Jay Swaminathan Is an Academic Leader with a Global Perspective
April 10, 2018
Kenan-Flagler Business School
Jayashankar “Jay” Swaminathan has served in just about every academic role at the University of North Carolina at Chapel Hill Kenan-Flagler Business School you can imagine.
“UNC Kenan-Flagler is a great place, and I have great colleagues,” says Swaminathan, the GlaxoSmithKline Distinguished Professor of Operations. “The school is a reflection of who I am and my desire to make a positive impact.”
He is an internationally recognized thought leader in productivity improvements and innovation in global operations and supply chain management. Among one of the youngest to be recognized as distinguished professor at UNC Kenan-Flagler, he earned his doctoral and masters degrees in industrial administration from what is now the Carnegie Mellon University Tepper School of Business and his bachelor’s degree in computer science and engineering from the Indian Institute of Technology, Delhi.
Arriving at UNC Kenan-Flagler in 2000, Swaminathan took on his first key leadership role as chair of the operations area.
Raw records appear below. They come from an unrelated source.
use std::path::{Path, PathBuf};
use std::sync::Arc;
use tokio::io::{AsyncBufReadExt, BufReader};
use tokio::net::{UnixListener, UnixStream};
use tokio::sync::{Mutex, RwLock};
use tokio::task::JoinHandle;

use crate::broadcaster::LiveBroadcaster;
use crate::client::{SocketSubscriber, Subscriber};
use crate::error::{BroadcasterError, Result};
use crate::events::LiveEvent;

/// Unix socket endpoint for dashboard clients
///
/// Protocol: the client sends `subscribe <room>` and then receives one JSON
/// object per line. Sending another `subscribe` moves the connection to the
/// new room; closing the connection unsubscribes it.
pub struct LiveServer {
    socket_path: PathBuf,
    broadcaster: Arc<LiveBroadcaster>,
    accept_task: Mutex<Option<JoinHandle<()>>>,
    running: Arc<RwLock<bool>>,
}

impl LiveServer {
    pub fn new(socket_path: impl AsRef<Path>, broadcaster: Arc<LiveBroadcaster>) -> Self {
        Self {
            socket_path: socket_path.as_ref().to_path_buf(),
            broadcaster,
            accept_task: Mutex::new(None),
            running: Arc::new(RwLock::new(false)),
        }
    }

    pub fn socket_path(&self) -> &Path {
        &self.socket_path
    }

    /// Bind the socket and start accepting dashboard clients
    pub async fn start(&self) -> Result<()> {
        if *self.running.read().await {
            return Err(BroadcasterError::AlreadyRunning);
        }

        // Remove stale socket file
        if self.socket_path.exists() {
            std::fs::remove_file(&self.socket_path)?;
        }

        let listener = UnixListener::bind(&self.socket_path)?;
        classpulse_paths::secure_socket_permissions(&self.socket_path)
            .map_err(|e| BroadcasterError::SocketPath(e.to_string()))?;

        tracing::info!("Live server started on {:?} (permissions: 0600)", self.socket_path);

        *self.running.write().await = true;

        let broadcaster = Arc::clone(&self.broadcaster);
        let running = Arc::clone(&self.running);

        let task = tokio::spawn(async move {
            loop {
                if !*running.read().await {
                    break;
                }

                match listener.accept().await {
                    Ok((stream, _addr)) => {
                        let broadcaster = Arc::clone(&broadcaster);
                        tokio::spawn(async move {
                            if let Err(e) = handle_connection(stream, broadcaster).await {
                                tracing::debug!("Live connection ended with error: {}", e);
                            }
                        });
                    }
                    Err(e) => {
                        tracing::error!("Failed to accept live client: {}", e);
                    }
                }
            }
            tracing::info!("Live accept task stopped");
        });

        *self.accept_task.lock().await = Some(task);
        Ok(())
    }

    /// Stop accepting clients and remove the socket file
    pub async fn stop(&self) -> Result<()> {
        if !*self.running.read().await {
            return Err(BroadcasterError::NotStarted);
        }

        *self.running.write().await = false;

        if let Some(task) = self.accept_task.lock().await.take() {
            task.abort();
        }

        if self.socket_path.exists() {
            std::fs::remove_file(&self.socket_path)?;
        }

        tracing::info!("Live server stopped");
        Ok(())
    }
}

impl Drop for LiveServer {
    fn drop(&mut self) {
        if let Ok(running) = self.running.try_read() {
            if *running && self.socket_path.exists() {
                let _ = std::fs::remove_file(&self.socket_path);
            }
        }
    }
}

async fn handle_connection(stream: UnixStream, broadcaster: Arc<LiveBroadcaster>) -> Result<()> {
    let (reader, writer) = stream.into_split();
    let subscriber = Arc::new(SocketSubscriber::new(writer));
    let mut lines = BufReader::new(reader).lines();
    let mut current_room: Option<String> = None;

    let result = async {
        while let Some(line) = lines.next_line().await? {
            let line = line.trim();
            if line.is_empty() {
                continue;
            }

            let reply = match line.split_once(char::is_whitespace) {
                Some(("subscribe", room)) if !room.trim().is_empty() => {
                    let room = room.trim().to_string();
                    if let Some(previous) = current_room.take() {
                        broadcaster.unsubscribe(&previous, subscriber.id()).await?;
                    }
                    broadcaster.subscribe(&room, subscriber.clone()).await?;
                    current_room = Some(room.clone());
                    LiveEvent::Subscribed { room }
                }
                _ => LiveEvent::Error {
                    message: format!("unknown command: {}", line),
                },
            };

            subscriber.send(&reply.to_json()?).await?;
        }
        Ok::<(), BroadcasterError>(())
    }
    .await;

    if let Some(room) = current_room {
        broadcaster.unsubscribe(&room, subscriber.id()).await?;
    }

    result
}
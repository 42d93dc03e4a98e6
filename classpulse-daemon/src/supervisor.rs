//! Registry of capture workers, at most one running worker per device

use std::collections::BTreeMap;
use std::collections::HashMap;
use std::sync::Arc;
use tokio::sync::Mutex;
use tracing::{error, info, warn};

use crate::config::CaptureSettings;
use crate::worker::{CaptureRequest, CaptureWorker, FrameHandler, WorkerStatus};

/// Owns every capture worker of this process
///
/// Exited workers stay registered so their final counters remain visible
/// through [`WorkerSupervisor::get_status`] until the device is started
/// again.
pub struct WorkerSupervisor {
    workers: Mutex<HashMap<String, Arc<CaptureWorker>>>,
    settings: CaptureSettings,
    handler: Arc<dyn FrameHandler>,
}

impl WorkerSupervisor {
    pub fn new(settings: CaptureSettings, handler: Arc<dyn FrameHandler>) -> Self {
        Self {
            workers: Mutex::new(HashMap::new()),
            settings,
            handler,
        }
    }

    pub fn settings(&self) -> &CaptureSettings {
        &self.settings
    }

    /// Launch a capture process for `device_id`.
    ///
    /// Returns false when the device already has a running worker or the
    /// process could not be spawned.
    pub async fn start_worker(&self, device_id: &str, request: &CaptureRequest, session_id: i64) -> bool {
        let mut workers = self.workers.lock().await;

        if workers.get(device_id).is_some_and(|w| w.is_running()) {
            warn!(device_id = %device_id, "Capture already running");
            return false;
        }

        match CaptureWorker::spawn(
            device_id,
            session_id,
            &self.settings,
            request,
            Arc::clone(&self.handler),
        ) {
            Ok(worker) => {
                workers.insert(device_id.to_string(), Arc::new(worker));
                info!(device_id = %device_id, session_id, "Capture worker registered");
                true
            }
            Err(e) => {
                error!(device_id = %device_id, "Failed to launch capture: {}", e);
                false
            }
        }
    }

    /// Stop the device's running worker. False, without side effects, when
    /// nothing is running for the device or a stop is already underway.
    pub async fn stop_worker(&self, device_id: &str) -> bool {
        let worker = {
            let workers = self.workers.lock().await;
            match workers.get(device_id) {
                Some(worker) if worker.begin_stop() => Arc::clone(worker),
                _ => return false,
            }
        };

        // The registry lock is released while waiting for the process; the
        // worker still reports running, so starts for this device are refused.
        let stopped = worker.stop().await;

        if stopped {
            let mut workers = self.workers.lock().await;
            if workers.get(device_id).is_some_and(|w| Arc::ptr_eq(w, &worker)) {
                workers.remove(device_id);
            }
        }
        stopped
    }

    pub async fn get_status(&self, device_id: &str) -> Option<WorkerStatus> {
        self.workers.lock().await.get(device_id).map(|w| w.status())
    }

    pub async fn get_all_status(&self) -> BTreeMap<String, WorkerStatus> {
        self.workers
            .lock()
            .await
            .iter()
            .map(|(device_id, worker)| (device_id.clone(), worker.status()))
            .collect()
    }

    /// Stop every running worker, logging failures
    pub async fn stop_all_workers(&self) {
        let device_ids: Vec<String> = self.workers.lock().await.keys().cloned().collect();

        for device_id in device_ids {
            let running = self
                .get_status(&device_id)
                .await
                .is_some_and(|s| s.is_running);
            if running && !self.stop_worker(&device_id).await {
                error!(device_id = %device_id, "Failed to stop capture");
            }
        }

        info!("All capture workers stopped");
    }
}
//! Unix socket control server
//!
//! One text command per line, one JSON response per line:
//!
//! - `start <device_id> [json-config]`
//! - `stop <session_id>`
//! - `stop-device <device_id>`
//! - `status [device_id]`
//! - `sessions [limit]`
//! - `ingest <json object or array>`
//! - `alerts [limit]`
//! - `aggregates <student_id>`
//! - `events <device_id> [limit]`

use anyhow::{anyhow, bail, Context, Result};
use classpulse_metrics::EventDatabase;
use serde_json::{json, Value};
use std::path::{Path, PathBuf};
use std::sync::Arc;
use tokio::io::{AsyncBufReadExt, AsyncWriteExt, BufReader};
use tokio::net::{UnixListener, UnixStream};
use tracing::{debug, error, info};

use crate::capture::{CaptureService, DEFAULT_SESSION_LIMIT};
use crate::ingest::EventRouter;

/// Alerts listed when no limit is given
pub const DEFAULT_ALERT_LIMIT: usize = 50;

/// Stored events listed per device when no limit is given
pub const DEFAULT_EVENT_LIMIT: usize = 100;

fn parse_limit(arg: &str, default: usize, usage: &str) -> Result<usize> {
    if arg.is_empty() {
        return Ok(default);
    }
    arg.parse().map_err(|_| anyhow!("Usage: {}", usage))
}

/// Control command
#[derive(Debug, Clone, PartialEq)]
pub enum ControlCommand {
    Start { device_id: String, config: Value },
    Stop { session_id: i64 },
    StopDevice { device_id: String },
    Status { device_id: Option<String> },
    Sessions { limit: usize },
    Ingest { payload: Value },
    Alerts { limit: usize },
    Aggregates { student_id: String },
    Events { device_id: String, limit: usize },
}

impl ControlCommand {
    pub fn parse(line: &str) -> Result<Self> {
        let line = line.trim();
        let (verb, rest) = match line.split_once(char::is_whitespace) {
            Some((verb, rest)) => (verb, rest.trim()),
            None => (line, ""),
        };

        match verb.to_lowercase().as_str() {
            "start" => {
                let (device_id, config) = match rest.split_once(char::is_whitespace) {
                    Some((device_id, config)) => (device_id, config.trim()),
                    None => (rest, ""),
                };
                if device_id.is_empty() {
                    bail!("Usage: start <device_id> [json-config]");
                }
                let config = if config.is_empty() {
                    json!({})
                } else {
                    serde_json::from_str(config).context("Invalid config JSON")?
                };
                Ok(Self::Start {
                    device_id: device_id.to_string(),
                    config,
                })
            }
            "stop" => {
                let session_id = rest
                    .parse()
                    .map_err(|_| anyhow!("Usage: stop <session_id>"))?;
                Ok(Self::Stop { session_id })
            }
            "stop-device" => {
                if rest.is_empty() {
                    bail!("Usage: stop-device <device_id>");
                }
                Ok(Self::StopDevice {
                    device_id: rest.to_string(),
                })
            }
            "status" => Ok(Self::Status {
                device_id: (!rest.is_empty()).then(|| rest.to_string()),
            }),
            "sessions" => Ok(Self::Sessions {
                limit: parse_limit(rest, DEFAULT_SESSION_LIMIT, "sessions [limit]")?,
            }),
            "ingest" => {
                let payload = serde_json::from_str(rest).context("Invalid event JSON")?;
                Ok(Self::Ingest { payload })
            }
            "alerts" => Ok(Self::Alerts {
                limit: parse_limit(rest, DEFAULT_ALERT_LIMIT, "alerts [limit]")?,
            }),
            "aggregates" => {
                if rest.is_empty() || rest.contains(char::is_whitespace) {
                    bail!("Usage: aggregates <student_id>");
                }
                Ok(Self::Aggregates {
                    student_id: rest.to_string(),
                })
            }
            "events" => {
                const USAGE: &str = "events <device_id> [limit]";
                let (device_id, limit) = match rest.split_once(char::is_whitespace) {
                    Some((device_id, limit)) => (device_id, limit.trim()),
                    None => (rest, ""),
                };
                if device_id.is_empty() {
                    bail!("Usage: {}", USAGE);
                }
                Ok(Self::Events {
                    device_id: device_id.to_string(),
                    limit: parse_limit(limit, DEFAULT_EVENT_LIMIT, USAGE)?,
                })
            }
            _ => bail!("Unknown command: {}", verb),
        }
    }
}

/// Services the control socket drives
pub struct ControlContext {
    pub capture: Arc<CaptureService>,
    pub router: Arc<EventRouter>,
    pub db: Arc<EventDatabase>,
}

impl ControlContext {
    pub async fn execute(&self, command: ControlCommand) -> Result<Value> {
        match command {
            ControlCommand::Start { device_id, config } => {
                let session = self.capture.start_capture(&device_id, config).await?;
                Ok(serde_json::to_value(session)?)
            }
            ControlCommand::Stop { session_id } => {
                let session = self.capture.stop_capture(session_id).await?;
                Ok(serde_json::to_value(session)?)
            }
            ControlCommand::StopDevice { device_id } => {
                let stopped = self.capture.stop_device(&device_id).await?;
                Ok(json!({ "device_id": device_id, "stopped": stopped }))
            }
            ControlCommand::Status { device_id: Some(device_id) } => {
                let status = self
                    .capture
                    .status(&device_id)
                    .await
                    .ok_or_else(|| anyhow!("No capture worker for device {}", device_id))?;
                Ok(serde_json::to_value(status)?)
            }
            ControlCommand::Status { device_id: None } => {
                Ok(serde_json::to_value(self.capture.all_status().await)?)
            }
            ControlCommand::Sessions { limit } => {
                Ok(serde_json::to_value(self.capture.list_sessions(limit).await?)?)
            }
            ControlCommand::Ingest { payload: Value::Array(events) } => {
                Ok(serde_json::to_value(self.router.ingest_batch(events).await)?)
            }
            ControlCommand::Ingest { payload } => {
                Ok(serde_json::to_value(self.router.ingest_value(payload).await?)?)
            }
            ControlCommand::Alerts { limit } => {
                let alerts = self.query(move |db| db.recent_alerts(limit)).await?;
                Ok(serde_json::to_value(alerts)?)
            }
            ControlCommand::Aggregates { student_id } => {
                let aggregates = self.query(move |db| db.minute_aggregates(&student_id)).await?;
                Ok(serde_json::to_value(aggregates)?)
            }
            ControlCommand::Events { device_id, limit } => {
                let (total, events) = self
                    .query(move |db| Ok((db.count_events()?, db.recent_events(&device_id, limit)?)))
                    .await?;
                Ok(json!({ "total_events": total, "events": events }))
            }
        }
    }

    async fn query<T, F>(&self, f: F) -> Result<T>
    where
        T: Send + 'static,
        F: FnOnce(&EventDatabase) -> classpulse_metrics::Result<T> + Send + 'static,
    {
        let db = Arc::clone(&self.db);
        Ok(tokio::task::spawn_blocking(move || f(&db)).await??)
    }
}

/// Unix socket control server
pub struct ControlServer {
    listener: UnixListener,
    socket_path: PathBuf,
    context: Arc<ControlContext>,
}

impl ControlServer {
    /// Bind the control socket (0600), replacing a stale socket file
    pub fn bind(socket_path: impl AsRef<Path>, context: Arc<ControlContext>) -> Result<Self> {
        let socket_path = socket_path.as_ref().to_path_buf();
        let _ = std::fs::remove_file(&socket_path);

        let listener = UnixListener::bind(&socket_path).context("Failed to bind Unix socket")?;
        classpulse_paths::secure_socket_permissions(&socket_path)?;

        info!("Control server listening on {}", socket_path.display());

        Ok(Self {
            listener,
            socket_path,
            context,
        })
    }

    pub fn socket_path(&self) -> &Path {
        &self.socket_path
    }

    /// Accept connections until the task is dropped
    pub async fn run(&self) -> Result<()> {
        loop {
            let (stream, _) = self
                .listener
                .accept()
                .await
                .context("Failed to accept connection")?;
            let context = Arc::clone(&self.context);
            tokio::spawn(async move {
                if let Err(e) = handle_connection(stream, context).await {
                    error!("Control connection error: {}", e);
                }
            });
        }
    }
}

impl Drop for ControlServer {
    fn drop(&mut self) {
        let _ = std::fs::remove_file(&self.socket_path);
    }
}

/// Serve one control connection until the client hangs up
pub async fn handle_connection(stream: UnixStream, context: Arc<ControlContext>) -> Result<()> {
    let (reader, mut writer) = stream.into_split();
    let mut lines = BufReader::new(reader).lines();

    while let Some(line) = lines.next_line().await? {
        if line.trim().is_empty() {
            continue;
        }
        debug!("Received control command: {}", line.trim());

        let response = match ControlCommand::parse(&line) {
            Ok(command) => match context.execute(command).await {
                Ok(result) => json!({ "ok": true, "result": result }),
                Err(e) => json!({ "ok": false, "error": format!("{:#}", e) }),
            },
            Err(e) => json!({ "ok": false, "error": format!("{:#}", e) }),
        };

        let mut out = serde_json::to_string(&response)?;
        out.push('\n');
        writer.write_all(out.as_bytes()).await?;
        writer.flush().await?;
    }

    Ok(())
}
He recruited and mentored top faculty, helping build the area into a powerhouse. As senior associate dean of academic affairs, he revamped the tenure and promotion process and helped raise the School’s research productivity.
He went on to lead key global initiatives. As director of the Global Business Center, he contributed to enhanced global experience opportunities for students and faculty. As associate dean of the Global OneMBA Program, he helped make enhancements and led the search for a new partner school in China – Xiamen University School of Management. He also aided in revamping the UNC Kenan-Flagler portion of the program so students can take electives from other OneMBA partner schools.
With China and the U.S., the biggest players in global supply chain, Swaminathan was keen to develop the UNC-Tsinghua Dual Degree EMBA Program. He helped formulate the original format, courses and assignments. “It has high potential to have high impact,” he adds. “It can frame the next generation of leaders of global supply chains.”
Now his mission is to promote research in the area of globalization across all disciplines as faculty director of the Global Commerce Initiative of the Frank Hawkins Kenan Institute of Private Enterprise. He is engaging with faculty and building a stronger foundation between the business school and the rest of campus.
Swaminathan continues making his mark in other ways, too. He revels in working with doctoral students on research projects, many of whom have gone on to be top professors in operations and are having a profound impact on institutions around the world, he says.
He also makes a difference in the classroom. He teaches Global Operations, a core course in the Global OneMBA Program; Global Supply Chain Management, an elective for Executive MBA and MBA@UNC students; Global Logistics for the UNC-Tsinghua students; and Operations Management Models in the doctoral program.
With a desire to provide students with memorable experiences, Swaminathan prefers giving them the chance to test theories and roll up their sleeves to get to work. “I’m a firm believer in learning by doing,” he says.
Swaminathan wants students to realize how they can apply what they learn in the classroom to the workplace. With this goal in mind, he aims to stay on the cutting edge of industry, he says.
He is also a champion of conducting practical research that he shares with students. Swaminathan writes one to two case studies per year based on his own experiences because firsthand knowledge makes the discussion richer.
“I want my students to experience more than a textbook course,” he says.
Bringing his research into the classroom, Swaminathan demonstrates his interest in productivity and innovation in operations. Much of his research has focused on the electronics industry, retail and responsible operations. Swaminathan worked with UNICEF to help lead major changes in the global supply chain delivery of Plumpy’Nut, ready-to-use therapeutic food in Africa.
With social responsibility as a priority, Swaminathan is now looking at how firms can leverage their supply chain to reduce their carbon imprint.
In the arena of innovation, he is getting more involved in 3-D printing and its influence on business – specifically how it relates to the supply chain and production.
Many inside education and operations have recognized Swaminathan’s work. In 2015, the Production and Operations Management Society (POMS) inducted him as a POMS Fellow for his intellectual contributions through research and teaching. In addition, he won several awards, including the National Science Foundation Career Award, George Nicholson Prize, Schwabacher Fellowship and Weatherspoon Awards for distinguished research and teaching excellence.
The corporate world and government have also noticed Swaminathan’s talents. A number of organizations, including UNICEF, IBM and Samsung, have called on him for consulting. He was a lead investigator on grants from the National Science Foundation, Obama-Singh 21st Century Knowledge Initiative and U.S. Department of Education.
Swaminathan has drawn on his culture for inspiration. He wrote the book Indian Economic Superpower: Fiction or Future? about the emerging economy’s innovative supply chain practices and what they mean for the future.
He lives in Chapel Hill with his wife, their two children and their dog. In his time away from the classroom and research, Swaminathan keeps busy. Singing is one his passions, and he performs with bands in Bollywood-style productions.
Whether at home or on campus, Swaminathan aims to be a great contributor to the team. “I want my strengths to have a positive influence,” he says.